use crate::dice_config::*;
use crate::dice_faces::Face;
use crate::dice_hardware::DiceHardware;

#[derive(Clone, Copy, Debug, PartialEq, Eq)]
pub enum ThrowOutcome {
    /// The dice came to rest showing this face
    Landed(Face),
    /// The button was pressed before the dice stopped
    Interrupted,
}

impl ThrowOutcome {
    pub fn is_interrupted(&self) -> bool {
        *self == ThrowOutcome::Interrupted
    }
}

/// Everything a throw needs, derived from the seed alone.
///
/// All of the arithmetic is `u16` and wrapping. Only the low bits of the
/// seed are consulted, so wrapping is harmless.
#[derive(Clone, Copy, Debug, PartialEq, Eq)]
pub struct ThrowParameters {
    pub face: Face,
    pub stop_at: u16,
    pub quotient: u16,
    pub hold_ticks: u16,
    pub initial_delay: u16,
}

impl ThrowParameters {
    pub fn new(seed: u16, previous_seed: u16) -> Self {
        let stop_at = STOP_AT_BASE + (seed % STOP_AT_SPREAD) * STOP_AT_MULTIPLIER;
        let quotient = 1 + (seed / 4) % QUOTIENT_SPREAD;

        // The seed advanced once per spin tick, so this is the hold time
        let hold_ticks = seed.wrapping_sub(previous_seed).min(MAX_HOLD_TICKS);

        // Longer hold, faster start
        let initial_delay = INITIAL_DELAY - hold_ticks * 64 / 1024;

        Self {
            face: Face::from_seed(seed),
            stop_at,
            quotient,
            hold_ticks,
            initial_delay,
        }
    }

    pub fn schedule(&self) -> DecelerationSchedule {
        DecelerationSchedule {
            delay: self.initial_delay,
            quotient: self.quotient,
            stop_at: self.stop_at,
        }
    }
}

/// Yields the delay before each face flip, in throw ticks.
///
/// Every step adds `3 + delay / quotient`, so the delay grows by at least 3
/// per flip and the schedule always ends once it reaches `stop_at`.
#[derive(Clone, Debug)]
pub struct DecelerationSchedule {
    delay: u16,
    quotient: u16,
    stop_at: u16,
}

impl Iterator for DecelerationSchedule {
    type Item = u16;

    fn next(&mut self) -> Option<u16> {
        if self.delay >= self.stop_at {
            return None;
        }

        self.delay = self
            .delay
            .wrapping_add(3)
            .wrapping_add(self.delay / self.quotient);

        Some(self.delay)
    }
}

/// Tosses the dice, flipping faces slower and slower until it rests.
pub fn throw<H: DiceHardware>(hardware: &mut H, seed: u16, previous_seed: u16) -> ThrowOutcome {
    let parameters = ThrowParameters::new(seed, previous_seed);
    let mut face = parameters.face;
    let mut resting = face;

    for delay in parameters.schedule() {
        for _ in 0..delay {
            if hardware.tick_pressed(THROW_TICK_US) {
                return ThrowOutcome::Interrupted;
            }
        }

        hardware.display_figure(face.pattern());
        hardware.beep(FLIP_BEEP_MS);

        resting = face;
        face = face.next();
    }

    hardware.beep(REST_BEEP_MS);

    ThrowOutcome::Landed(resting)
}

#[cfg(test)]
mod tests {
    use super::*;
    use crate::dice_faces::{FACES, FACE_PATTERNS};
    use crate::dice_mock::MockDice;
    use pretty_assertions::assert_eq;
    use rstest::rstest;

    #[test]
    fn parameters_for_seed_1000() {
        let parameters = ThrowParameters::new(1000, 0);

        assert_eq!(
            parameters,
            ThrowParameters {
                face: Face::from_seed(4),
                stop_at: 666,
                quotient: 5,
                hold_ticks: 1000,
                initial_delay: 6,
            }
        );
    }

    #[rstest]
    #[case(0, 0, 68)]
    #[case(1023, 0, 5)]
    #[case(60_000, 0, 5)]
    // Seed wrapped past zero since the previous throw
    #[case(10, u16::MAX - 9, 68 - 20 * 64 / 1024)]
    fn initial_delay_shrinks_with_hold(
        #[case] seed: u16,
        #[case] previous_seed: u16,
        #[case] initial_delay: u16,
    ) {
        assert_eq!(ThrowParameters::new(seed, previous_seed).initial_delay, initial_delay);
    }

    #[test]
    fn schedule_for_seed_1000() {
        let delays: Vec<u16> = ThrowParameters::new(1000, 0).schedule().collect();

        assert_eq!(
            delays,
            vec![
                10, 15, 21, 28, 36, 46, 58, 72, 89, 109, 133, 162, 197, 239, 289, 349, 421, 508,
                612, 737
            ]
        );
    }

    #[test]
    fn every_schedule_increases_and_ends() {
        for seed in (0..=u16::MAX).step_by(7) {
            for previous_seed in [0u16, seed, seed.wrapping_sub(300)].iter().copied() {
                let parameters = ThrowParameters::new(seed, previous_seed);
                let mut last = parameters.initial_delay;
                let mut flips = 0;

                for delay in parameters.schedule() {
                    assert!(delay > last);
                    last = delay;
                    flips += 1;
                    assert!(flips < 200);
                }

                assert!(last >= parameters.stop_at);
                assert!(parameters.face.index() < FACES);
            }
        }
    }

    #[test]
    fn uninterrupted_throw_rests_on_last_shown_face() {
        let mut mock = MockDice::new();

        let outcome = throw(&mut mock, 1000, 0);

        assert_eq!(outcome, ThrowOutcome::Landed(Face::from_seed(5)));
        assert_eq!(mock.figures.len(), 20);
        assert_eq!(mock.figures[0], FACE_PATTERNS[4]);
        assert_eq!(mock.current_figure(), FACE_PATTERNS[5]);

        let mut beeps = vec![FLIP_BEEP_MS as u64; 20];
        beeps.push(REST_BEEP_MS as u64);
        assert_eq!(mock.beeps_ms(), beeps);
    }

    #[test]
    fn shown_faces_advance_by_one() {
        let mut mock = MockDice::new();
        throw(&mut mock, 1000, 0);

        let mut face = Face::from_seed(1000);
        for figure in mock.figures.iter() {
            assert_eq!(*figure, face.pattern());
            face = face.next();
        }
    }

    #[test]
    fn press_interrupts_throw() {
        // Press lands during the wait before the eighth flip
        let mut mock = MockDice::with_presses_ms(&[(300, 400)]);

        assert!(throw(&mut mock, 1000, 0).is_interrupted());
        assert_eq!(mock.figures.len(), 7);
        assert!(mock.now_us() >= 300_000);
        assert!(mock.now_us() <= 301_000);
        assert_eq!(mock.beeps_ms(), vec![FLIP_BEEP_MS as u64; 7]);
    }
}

++++++++

▶ Activity:
The full listing, repeated exactly, is the expected answer.

▶ Response area:
use crate::dice_config::*;
use crate::dice_faces::Face;
use crate::dice_hardware::DiceHardware;

#[derive(Clone, Copy, Debug, PartialEq, Eq)]
pub enum ThrowOutcome {
    /// The dice came to rest showing this face
    Landed(Face),
    /// The button was pressed before the dice stopped
    Interrupted,
}

impl ThrowOutcome {
    pub fn is_interrupted(&self) -> bool {
        *self == ThrowOutcome::Interrupted
    }
}

/// Everything a throw needs, derived from the seed alone.
///
/// All of the arithmetic is `u16` and wrapping. Only the low bits of the
/// seed are consulted, so wrapping is harmless.
#[derive(Clone, Copy, Debug, PartialEq, Eq)]
pub struct ThrowParameters {
    pub face: Face,
    pub stop_at: u16,
    pub quotient: u16,
    pub hold_ticks: u16,
    pub initial_delay: u16,
}

impl ThrowParameters {
    pub fn new(seed: u16, previous_seed: u16) -> Self {
        let stop_at = STOP_AT_BASE + (seed % STOP_AT_SPREAD) * STOP_AT_MULTIPLIER;
        let quotient = 1 + (seed / 4) % QUOTIENT_SPREAD;

        // The seed advanced once per spin tick, so this is the hold time
        let hold_ticks = seed.wrapping_sub(previous_seed).min(MAX_HOLD_TICKS);

        // Longer hold, faster start
        let initial_delay = INITIAL_DELAY - hold_ticks * 64 / 1024;

        Self {
            face: Face::from_seed(seed),
            stop_at,
            quotient,
            hold_ticks,
            initial_delay,
        }
    }

    pub fn schedule(&self) -> DecelerationSchedule {
        DecelerationSchedule {
            delay: self.initial_delay,
            quotient: self.quotient,
            stop_at: self.stop_at,
        }
    }
}

/// Yields the delay before each face flip, in throw ticks.
///
/// Every step adds `3 + delay / quotient`, so the delay grows by at least 3
/// per flip and the schedule always ends once it reaches `stop_at`.
#[derive(Clone, Debug)]
pub struct DecelerationSchedule {
    delay: u16,
    quotient: u16,
    stop_at: u16,
}

impl Iterator for DecelerationSchedule {
    type Item = u16;

    fn next(&mut self) -> Option<u16> {
        if self.delay >= self.stop_at {
            return None;
        }

        self.delay = self
            .delay
            .wrapping_add(3)
            .wrapping_add(self.delay / self.quotient);

        Some(self.delay)
    }
}

/// Tosses the dice, flipping faces slower and slower until it rests.
pub fn throw<H: DiceHardware>(hardware: &mut H, seed: u16, previous_seed: u16) -> ThrowOutcome {
    let parameters = ThrowParameters::new(seed, previous_seed);
    let mut face = parameters.face;
    let mut resting = face;

    for delay in parameters.schedule() {
        for _ in 0..delay {
            if hardware.tick_pressed(THROW_TICK_US) {
                return ThrowOutcome::Interrupted;
            }
        }

        hardware.display_figure(face.pattern());
        hardware.beep(FLIP_BEEP_MS);

        resting = face;
        face = face.next();
    }

    hardware.beep(REST_BEEP_MS);

    ThrowOutcome::Landed(resting)
}

#[cfg(test)]
mod tests {
    use super::*;
    use crate::dice_faces::{FACES, FACE_PATTERNS};
    use crate::dice_mock::MockDice;
    use pretty_assertions::assert_eq;
    use rstest::rstest;

    #[test]
    fn parameters_for_seed_1000() {
        let parameters = ThrowParameters::new(1000, 0);

        assert_eq!(
            parameters,
            ThrowParameters {
                face: Face::from_seed(4),
                stop_at: 666,
                quotient: 5,
                hold_ticks: 1000,
                initial_delay: 6,
            }
        );
    }

    #[rstest]
    #[case(0, 0, 68)]
    #[case(1023, 0, 5)]
    #[case(60_000, 0, 5)]
    // Seed wrapped past zero since the previous throw
    #[case(10, u16::MAX - 9, 68 - 20 * 64 / 1024)]
    fn initial_delay_shrinks_with_hold(
        #[case] seed: u16,
        #[case] previous_seed: u16,
        #[case] initial_delay: u16,
    ) {
        assert_eq!(ThrowParameters::new(seed, previous_seed).initial_delay, initial_delay);
    }

    #[test]
    fn schedule_for_seed_1000() {
        let delays: Vec<u16> = ThrowParameters::new(1000, 0).schedule().collect();

        assert_eq!(
            delays,
            vec![
                10, 15, 21, 28, 36, 46, 58, 72, 89, 109, 133, 162, 197, 239, 289, 349, 421, 508,
                612, 737
            ]
        );
    }

    #[test]
    fn every_schedule_increases_and_ends() {
        for seed in (0..=u16::MAX).step_by(7) {
            for previous_seed in [0u16, seed, seed.wrapping_sub(300)].iter().copied() {
                let parameters = ThrowParameters::new(seed, previous_seed);
                let mut last = parameters.initial_delay;
                let mut flips = 0;

                for delay in parameters.schedule() {
                    assert!(delay > last);
                    last = delay;
                    flips += 1;
                    assert!(flips < 200);
                }

                assert!(last >= parameters.stop_at);
                assert!(parameters.face.index() < FACES);
            }
        }
    }

    #[test]
    fn uninterrupted_throw_rests_on_last_shown_face() {
        let mut mock = MockDice::new();

        let outcome = throw(&mut mock, 1000, 0);

        assert_eq!(outcome, ThrowOutcome::Landed(Face::from_seed(5)));
        assert_eq!(mock.figures.len(), 20);
        assert_eq!(mock.figures[0], FACE_PATTERNS[4]);
        assert_eq!(mock.current_figure(), FACE_PATTERNS[5]);

        let mut beeps = vec![FLIP_BEEP_MS as u64; 20];
        beeps.push(REST_BEEP_MS as u64);
        assert_eq!(mock.beeps_ms(), beeps);
    }

    #[test]
    fn shown_faces_advance_by_one() {
        let mut mock = MockDice::new();
        throw(&mut mock, 1000, 0);

        let mut face = Face::from_seed(1000);
        for figure in mock.figures.iter() {
            assert_eq!(*figure, face.pattern());
            face = face.next();
        }
    }

    #[test]
    fn press_interrupts_throw() {
        // Press lands during the wait before the eighth flip
        let mut mock = MockDice::with_presses_ms(&[(300, 400)]);

        assert!(throw(&mut mock, 1000, 0).is_interrupted());
        assert_eq!(mock.figures.len(), 7);
        assert!(mock.now_us() >= 300_000);
        assert!(mock.now_us() <= 301_000);
        assert_eq!(mock.beeps_ms(), vec![FLIP_BEEP_MS as u64; 7]);
    }
}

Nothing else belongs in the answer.